Toda una generación está marcada por el extraño y fascinante viaje que realizaban Dennis Hopper y Peter Fonda de una a otra parte de Estados Unidos, en busca de una felicidad imposible. Easy Rider, realizada en 1969, impuso en la mitomanía mundial las grandes máquinas de dos ruedas que conferían a sus conductores una libertad más allá de cualquier otro medio de movimiento al uso. Pero es que, además, mientras los dos protagonistas avanzaban hacia ninguna parte, se encontraban con una serie de realidades norteamericanas del momento que reflejaban tanto los horizontes ambiguos que se le abrían al joven país, como determinados lugares comunes que hacían presagiar el retorno de los males de antaño. Un film absolutamente premonitorio y desgraciadamente olvidado, pero que en mi caso, lo recuerdo muy bien, me introdujo en ese ámbito un tanto misterioso y en general con mala prensa que es el de los moteros, lanzados a toda velocidad por las carreteras del mundo. Y todavía hoy, cuando en España arde la pasión por las grandes máquinas, percibo que late la envidia por tales tipos, con aspecto legendario, en general fuertes y macizos, acompañados de chicas impresionantes, y que suelen mantener ciertos códigos que van mucho más allá de la carretera. Son casi unos marginales. Porque viajan más rápidos que nosotros, instalados en la monotonía del transporte.

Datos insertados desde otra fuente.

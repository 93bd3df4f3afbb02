//! Tracing setup for the CLI.

use tracing_subscriber::{fmt, prelude::*, EnvFilter};

/// Install the global subscriber.
///
/// `RUST_LOG` wins when set; otherwise `verbose` picks the level for the
/// hostbind crates (0 = info, 1 = debug, 2+ = trace).
pub fn init_tracing(verbose: u8) {
    let filter = EnvFilter::try_from_default_env().unwrap_or_else(|_| {
        let level = match verbose {
            0 => "info",
            1 => "debug",
            _ => "trace",
        };
        EnvFilter::new(format!("warn,hostbind_gen={level},hostbind={level}"))
    });

    tracing_subscriber::registry()
        .with(
            fmt::layer()
                .with_target(verbose > 0)
                .with_level(true)
                .with_writer(std::io::stderr),
        )
        .with(filter)
        .init();
}
//! CLI subcommands.

pub mod check;
pub mod generate;
pub mod watch;

use std::path::{Path, PathBuf};

use anyhow::{bail, Context};
use hostbind_gen::{Generation, Generator, SourceFile};

/// Generator over `sources`: directories are source roots, files are crate roots
pub(crate) fn generator(sources: &[PathBuf]) -> anyhow::Result<Generator> {
    let mut generator = Generator::new();
    for source in sources {
        if source.is_dir() {
            generator = generator.source_root(source);
        } else if source.is_file() {
            let text = std::fs::read_to_string(source)
                .with_context(|| format!("failed to read {}", source.display()))?;
            generator = generator.source(SourceFile::root(source, text));
        } else {
            bail!("source `{}` does not exist", source.display());
        }
    }
    Ok(generator)
}

/// Write the registry manifest of `generation` to `path`
pub(crate) fn write_manifest(path: &Path, generation: &Generation) -> anyhow::Result<()> {
    let json = generation
        .manifest
        .to_json()
        .context("failed to serialize manifest")?;
    if let Some(parent) = path.parent().filter(|p| !p.as_os_str().is_empty()) {
        std::fs::create_dir_all(parent)
            .with_context(|| format!("failed to create {}", parent.display()))?;
    }
    std::fs::write(path, json + "\n")
        .with_context(|| format!("failed to write manifest {}", path.display()))
}
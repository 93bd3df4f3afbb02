//! hostbind CLI
//!
//! Generates script binding tables outside of a build script: one-shot
//! generation, a dry-run check, and a watch mode that regenerates on change.

use clap::{ArgAction, Parser, Subcommand};
use std::path::PathBuf;

mod commands;
mod logging;

#[derive(Parser)]
#[command(name = "hostbind")]
#[command(about = "Generate script binding tables for host types", long_about = None)]
#[command(version)]
struct Cli {
    /// Raise log verbosity (-v debug, -vv trace); RUST_LOG overrides
    #[arg(short, long, global = true, action = ArgAction::Count)]
    verbose: u8,

    #[command(subcommand)]
    command: Commands,
}

#[derive(Subcommand)]
enum Commands {
    /// Generate binding tables and the registry
    Generate {
        /// Source roots (directories) or single crate-root files
        #[arg(required = true)]
        sources: Vec<PathBuf>,
        /// Output directory
        #[arg(short, long)]
        out: PathBuf,
        /// Also write the registry manifest as JSON
        #[arg(long)]
        manifest: Option<PathBuf>,
    },

    /// Discover and synthesize without writing anything
    Check {
        /// Source roots (directories) or single crate-root files
        #[arg(required = true)]
        sources: Vec<PathBuf>,
        /// Print the registry manifest as JSON instead of a summary
        #[arg(long)]
        json: bool,
    },

    /// Regenerate whenever a source file changes
    Watch {
        /// Source roots (directories) or single crate-root files
        #[arg(required = true)]
        sources: Vec<PathBuf>,
        /// Output directory
        #[arg(short, long)]
        out: PathBuf,
        /// Also write the registry manifest as JSON
        #[arg(long)]
        manifest: Option<PathBuf>,
        /// Quiet period before a change triggers a run, in milliseconds
        #[arg(long, default_value_t = 100)]
        debounce_ms: u64,
    },
}

fn main() {
    let cli = Cli::parse();
    logging::init_tracing(cli.verbose);

    let result = match cli.command {
        Commands::Generate {
            sources,
            out,
            manifest,
        } => commands::generate::execute(&sources, &out, manifest.as_deref()),

        Commands::Check { sources, json } => commands::check::execute(&sources, json),

        Commands::Watch {
            sources,
            out,
            manifest,
            debounce_ms,
        } => commands::watch::execute(sources, out, manifest, debounce_ms),
    };

    if let Err(e) = result {
        eprintln!("Error: {:#}", e);
        std::process::exit(1);
    }
}
//! Member discovery
//!
//! Scans the declarations of a run for `#[script_type]` structs, their
//! `#[script_methods]` impl blocks and the `#[script_registry]` anchor, and
//! produces the linked [`DeclarationSet`] the synthesizer works from.
//!
//! Each file is scanned on its own (in parallel); [`link`] then attaches impl
//! blocks to their types, resolves bases and validates uniqueness. Files are
//! visited in path order and items in source order, so the output order only
//! depends on the input.

use std::collections::HashMap;
use std::path::Path;
use std::sync::Arc;

use quote::ToTokens;
use rayon::prelude::*;
use syn::ext::IdentExt;
use syn::spanned::Spanned;
use syn::{
    Fields, FnArg, GenericArgument, ImplItem, ImplItemFn, Item, ItemImpl, ItemStruct, Pat,
    PathArguments, ReturnType, Signature, Type,
};
use tracing::{debug, trace};

use crate::attrs::{self, MethodAttr, PropertyAttr, TypeAttr};
use crate::cache::{self, DiscoveryCache};
use crate::cancel::CancellationToken;
use crate::error::{GenError, GenResult, Location};
use crate::model::{
    Accessor, AccessorKind, AccessorProperty, AnchorDescriptor, ConstructorDescriptor,
    DeclarationSet, FieldProperty, FileScan, ImplScan, MethodDescriptor, ParamDescriptor,
    ParamKind, Pass, Receiver, Returns, TypeDescriptor, TypeRef, Variadic,
};
use crate::source::{SourceFile, SourceSet};

/// Discover and link the exposed declarations of `sources`.
pub fn discover(
    sources: &SourceSet,
    cache: Option<&DiscoveryCache>,
    cancel: &CancellationToken,
) -> GenResult<DeclarationSet> {
    let scans = sources
        .files()
        .par_iter()
        .map(|file| {
            cancel.check()?;
            scan_cached(file, cache)
        })
        .collect::<GenResult<Vec<_>>>()?;

    cancel.check()?;
    link(scans.iter().map(|scan| scan.as_ref()))
}

fn scan_cached(file: &SourceFile, cache: Option<&DiscoveryCache>) -> GenResult<Arc<FileScan>> {
    let Some(cache) = cache else {
        return scan_file(file).map(Arc::new);
    };

    let digest = cache::digest(file);
    if let Some(scan) = cache.get(file, &digest) {
        trace!(path = %file.path.display(), "discovery cache hit");
        return Ok(scan);
    }
    let scan = Arc::new(scan_file(file)?);
    cache.insert(file, digest, Arc::clone(&scan));
    Ok(scan)
}

// ============================================================================
// Per-file scan
// ============================================================================

/// Scan one file for exposed declarations.
///
/// Files that never mention an annotation are not parsed.
pub fn scan_file(file: &SourceFile) -> GenResult<FileScan> {
    let mut scan = FileScan::default();
    if !file.text.contains("script_") {
        return Ok(scan);
    }

    let parsed = syn::parse_file(&file.text).map_err(|e| GenError::Parse {
        location: Location::new(&file.path, e.span()),
        message: e.to_string(),
    })?;

    let mut scanner = Scanner {
        path: &file.path,
        scan: &mut scan,
    };
    scanner.items(&parsed.items, &file.module_path)?;

    debug!(
        path = %file.path.display(),
        types = scan.types.len(),
        impls = scan.impls.len(),
        anchors = scan.anchors.len(),
        "scanned source"
    );
    Ok(scan)
}

struct Scanner<'a> {
    path: &'a Path,
    scan: &'a mut FileScan,
}
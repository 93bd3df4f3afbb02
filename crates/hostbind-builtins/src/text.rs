//! Text helpers

use hostbind_sdk::{script_methods, script_type, Value};

#[script_type]
pub struct Label {
    #[script_property]
    pub text: String,
}

#[script_methods]
impl Label {
    #[script_constructor]
    pub fn new(text: String) -> Self {
        Label { text }
    }

    #[script_method(name = "firstWord")]
    pub fn first_word(&self) -> &str {
        self.text.split_whitespace().next().unwrap_or("")
    }

    #[script_method]
    pub fn initial(&self) -> Option<char> {
        self.text.chars().next()
    }

    #[script_method]
    pub fn greet(&self, name: &str, #[script_default("!")] suffix: String) -> String {
        format!("{}, {}{}", self.text, name, suffix)
    }

    #[script_method]
    pub fn repeat(&mut self, #[script_default(2)] times: usize, #[script_default(' ')] separator: char) {
        self.text = vec![self.text.as_str(); times].join(&separator.to_string());
    }
}

/// String utilities; type-level only
#[script_type(is_static)]
pub struct Strings;

#[script_methods]
impl Strings {
    /// Concatenate every argument's text form
    #[script_method]
    pub fn concat(parts: Vec<Value>) -> String {
        parts
            .iter()
            .map(|part| match part {
                Value::Str(s) => s.to_string(),
                Value::Int(i) => i.to_string(),
                Value::Float(f) => f.to_string(),
                Value::Bool(b) => b.to_string(),
                other => format!("<{}>", other.kind()),
            })
            .collect()
    }

    #[script_method]
    pub fn parse_int(text: &str) -> Result<i64, std::num::ParseIntError> {
        text.trim().parse()
    }
}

Por todo lo anterior, cuando leí que un grupo de moteros mallorquines reaccionaba ante el asesinato de uno de los suyos, el policía Diego Salva, y estaba decidió a rendirle un homenaje motorístico "a lo grande", con servicio religioso incluido, comprendí hasta qué punto este colectivo mantenía aquellas dosis de relación humana tantas veces contempladas en la gran pantalla, pero sobre todo en el film al que me he referido antes. Después, contemplé las fotografías de la celebración, con más de mil moteros recorriendo las calles de Palma, en homenaje póstumo a Diego, que era un convencido servidor público sin dejar de ser uno de esos moteros antológicos. Para sus compañeros de máquinas míticas, Diego no era un ser anónimo, porque se trataba de un amigo de viajes, de aventuras, de vida. Y tal noticia me llegó al alma.

Una sociedad como la nuestra, tan estereotipada ella desde las modas imperantes y aupadas por los medios de comunicación, decide lo que vale y lo que no vale, una decisión que alcanza al conjunto de los colectivos sociales de todo tipo. Y en general, cuando se habla y se escribe de tales colectivos, suele ser para contarnos alguna acción no precisamente modélica: acciones desprovistas de toda moralidad pero apoyadas gremialmente por el colectivo en cuestión. Desde las celebridades rosas hasta los políticos corruptos, sin dejar de hacerse presentes los periodistas de medio pelo, advenedizos que solamente dañan nuestra profesión pero que se van de rositas. La verdad social nos viene impuesta, y nosotros nos limitamos a encajarla y deglutirla con un entusiasmo adolescente. No solemos preguntarnos por la posible realidad oculta bajo la noticia espectacular y detonante. Casi nunca.

En muchas ocasiones, nuestros moteros tienen cierta fama social de gente agresiva y un tanto prepotente en las carreteras, una especie de batallón incontenible que arrasa con lo que sea y como sea. Individuos, ellas también, que muestran su autoridad vial con ocasión de los grandes premios internacionales de motos maravillosas, una especie de legión en camino, por ejemplo, de Jerez, chicos rudos y barbados donde los haya. A los que miramos de reojo. Como en Easy Rider los biempensantes de turno miraban a Hopper y Fonda en su gran moto mientras cruzaban Estados Unidos al final de los necesarios sesenta. Las cosas son como son. Y los moteros nos producen pavor y hasta sospecha.

Hete aquí, sin embargo, que cuando uno de los suyos es asesinado por esos precisos calculadores de la muerte, nuestros terroristas implacables dígase lo que se diga, cuando uno de los suyos cae en el camino del servicio común, esos moteros duros donde los haya, aparecen en la vía pública para recordarnos que los suyos son de verdad los suyos, y que tocar a uno de ellos es tocarlos a todos. No se trata de un facilitón gremialismo, en absoluto. Estamos, por el contrario, ante una reacción de naturaleza ética y vinculada al amor fraternal según esa modalidad contemporánea que llamamos solidaridad.

Desde estas páginas, donde tantas veces uno escribe sobre la distancia humana imperante, es un placer reconocer la grandeza de unos hombres y mujeres que han sabido reaccionar como caballeros ante la adversidad. Son esos moteros admirables que, entre sollozos, celebraban la muerte asesina de Diegos Salva, uno de los suyos, en acto de servicio. Dennis Hopper y Peter Fonda, desde las autopistas de la gloria, habrán aplaudido esta marcha. Y se habrán sumado a ella.